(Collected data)
//! Tests for the shared capture data model

use capdev_core::*;

#[test]
fn test_requests_persist_as_json() {
    // Applications store the selected device and mode between sessions
    let request = RequestedVideoConfig::new(1920, 1080)
        .with_device(DeviceId::new("HD Pro Webcam C920", "usb#cam#1"))
        .with_location("0000.0014.0000.002.002.000.000.000.000")
        .with_fps(30.0)
        .with_format(VideoFormat::I420);

    let json = serde_json::to_string(&request).unwrap();
    let back: RequestedVideoConfig = serde_json::from_str(&json).unwrap();
    assert_eq!(back, request);
    assert_eq!(back.frame_interval, Some(333_333));
    assert!(!back.use_default);
}

#[test]
fn test_device_default_request() {
    let request = RequestedVideoConfig::device_default();
    assert!(request.use_default);
    assert!(request.device.is_unspecified());
    assert_eq!(request.internal_format, VideoFormat::Any);

    let audio = RequestedAudioConfig::default();
    assert_eq!(audio.source, AudioSource::Device);
}

#[test]
fn test_conversion_only_when_formats_differ() {
    let mode = NegotiatedVideo {
        width: 1280,
        height: 720,
        frame_interval: 333_333,
        format: VideoFormat::YUY2,
    };
    let mut resolved = ResolvedVideoConfig {
        request: RequestedVideoConfig::new(1280, 720),
        capability: None,
        negotiated: Some(mode),
    };
    assert!(!resolved.needs_conversion());
    assert_eq!(resolved.output_format(), VideoFormat::YUY2);

    resolved.request.format = VideoFormat::ARGB;
    assert!(resolved.needs_conversion());
    assert_eq!(resolved.output_format(), VideoFormat::ARGB);

    resolved.request.format = VideoFormat::YUY2;
    assert!(!resolved.needs_conversion());
}

#[test]
fn test_catalog_entry_accessors() {
    let entry = VideoDeviceEntry::new(
        DeviceId::new("Hauppauge HD PVR Capture Device", "hdpvr#1"),
        vec![VideoCapabilitySet::fixed(1920, 1080, 333_667, VideoFormat::H264)],
    );
    assert_eq!(entry.name(), "Hauppauge HD PVR Capture Device");
    assert_eq!(entry.path(), "hdpvr#1");
    assert!(!entry.is_unusable());
    assert!(entry.location_id.is_none());

    let empty = AudioDeviceEntry::new(DeviceId::new("Line In", "line#1"), Vec::new());
    assert!(empty.is_unusable());
}

#[test]
fn test_interval_conversions() {
    assert_eq!(frame_interval_from_fps(30.0), 333_333);
    assert_eq!(frame_interval_from_fps(0.0), 0);
    assert!((fps_from_frame_interval(166_833) - 59.94).abs() < 0.01);
    assert_eq!(fps_from_frame_interval(0), 0.0);
}

#[test]
fn test_state_and_stream_names() {
    assert_eq!(GraphState::Uninitialized.to_string(), "uninitialized");
    assert_eq!(GraphState::Started.to_string(), "started");
    assert_eq!(StreamKind::Video.to_string(), "video");

    let error = CaptureError::InvalidState {
        operation: "connect_filters",
        state: GraphState::Built,
    };
    assert_eq!(
        error.to_string(),
        "Invalid state for connect_filters: graph is built"
    );
    assert_eq!(error.category(), ErrorCategory::State);
}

> _TRY IT_: Output all of the data again. Match it exactly.

> _RESULT OF THE TASK_:
//! Tests for the shared capture data model

use capdev_core::*;

#[test]
fn test_requests_persist_as_json() {
    // Applications store the selected device and mode between sessions
    let request = RequestedVideoConfig::new(1920, 1080)
        .with_device(DeviceId::new("HD Pro Webcam C920", "usb#cam#1"))
        .with_location("0000.0014.0000.002.002.000.000.000.000")
        .with_fps(30.0)
        .with_format(VideoFormat::I420);

    let json = serde_json::to_string(&request).unwrap();
    let back: RequestedVideoConfig = serde_json::from_str(&json).unwrap();
    assert_eq!(back, request);
    assert_eq!(back.frame_interval, Some(333_333));
    assert!(!back.use_default);
}

#[test]
fn test_device_default_request() {
    let request = RequestedVideoConfig::device_default();
    assert!(request.use_default);
    assert!(request.device.is_unspecified());
    assert_eq!(request.internal_format, VideoFormat::Any);

    let audio = RequestedAudioConfig::default();
    assert_eq!(audio.source, AudioSource::Device);
}

#[test]
fn test_conversion_only_when_formats_differ() {
    let mode = NegotiatedVideo {
        width: 1280,
        height: 720,
        frame_interval: 333_333,
        format: VideoFormat::YUY2,
    };
    let mut resolved = ResolvedVideoConfig {
        request: RequestedVideoConfig::new(1280, 720),
        capability: None,
        negotiated: Some(mode),
    };
    assert!(!resolved.needs_conversion());
    assert_eq!(resolved.output_format(), VideoFormat::YUY2);

    resolved.request.format = VideoFormat::ARGB;
    assert!(resolved.needs_conversion());
    assert_eq!(resolved.output_format(), VideoFormat::ARGB);

    resolved.request.format = VideoFormat::YUY2;
    assert!(!resolved.needs_conversion());
}

#[test]
fn test_catalog_entry_accessors() {
    let entry = VideoDeviceEntry::new(
        DeviceId::new("Hauppauge HD PVR Capture Device", "hdpvr#1"),
        vec![VideoCapabilitySet::fixed(1920, 1080, 333_667, VideoFormat::H264)],
    );
    assert_eq!(entry.name(), "Hauppauge HD PVR Capture Device");
    assert_eq!(entry.path(), "hdpvr#1");
    assert!(!entry.is_unusable());
    assert!(entry.location_id.is_none());

    let empty = AudioDeviceEntry::new(DeviceId::new("Line In", "line#1"), Vec::new());
    assert!(empty.is_unusable());
}

#[test]
fn test_interval_conversions() {
    assert_eq!(frame_interval_from_fps(30.0), 333_333);
    assert_eq!(frame_interval_from_fps(0.0), 0);
    assert!((fps_from_frame_interval(166_833) - 59.94).abs() < 0.01);
    assert_eq!(fps_from_frame_interval(0), 0.0);
}

#[test]
fn test_state_and_stream_names() {
    assert_eq!(GraphState::Uninitialized.to_string(), "uninitialized");
    assert_eq!(GraphState::Started.to_string(), "started");
    assert_eq!(StreamKind::Video.to_string(), "video");

    let error = CaptureError::InvalidState {
        operation: "connect_filters",
        state: GraphState::Built,
    };
    assert_eq!(
        error.to_string(),
        "Invalid state for connect_filters: graph is built"
    );
    assert_eq!(error.category(), ErrorCategory::State);
}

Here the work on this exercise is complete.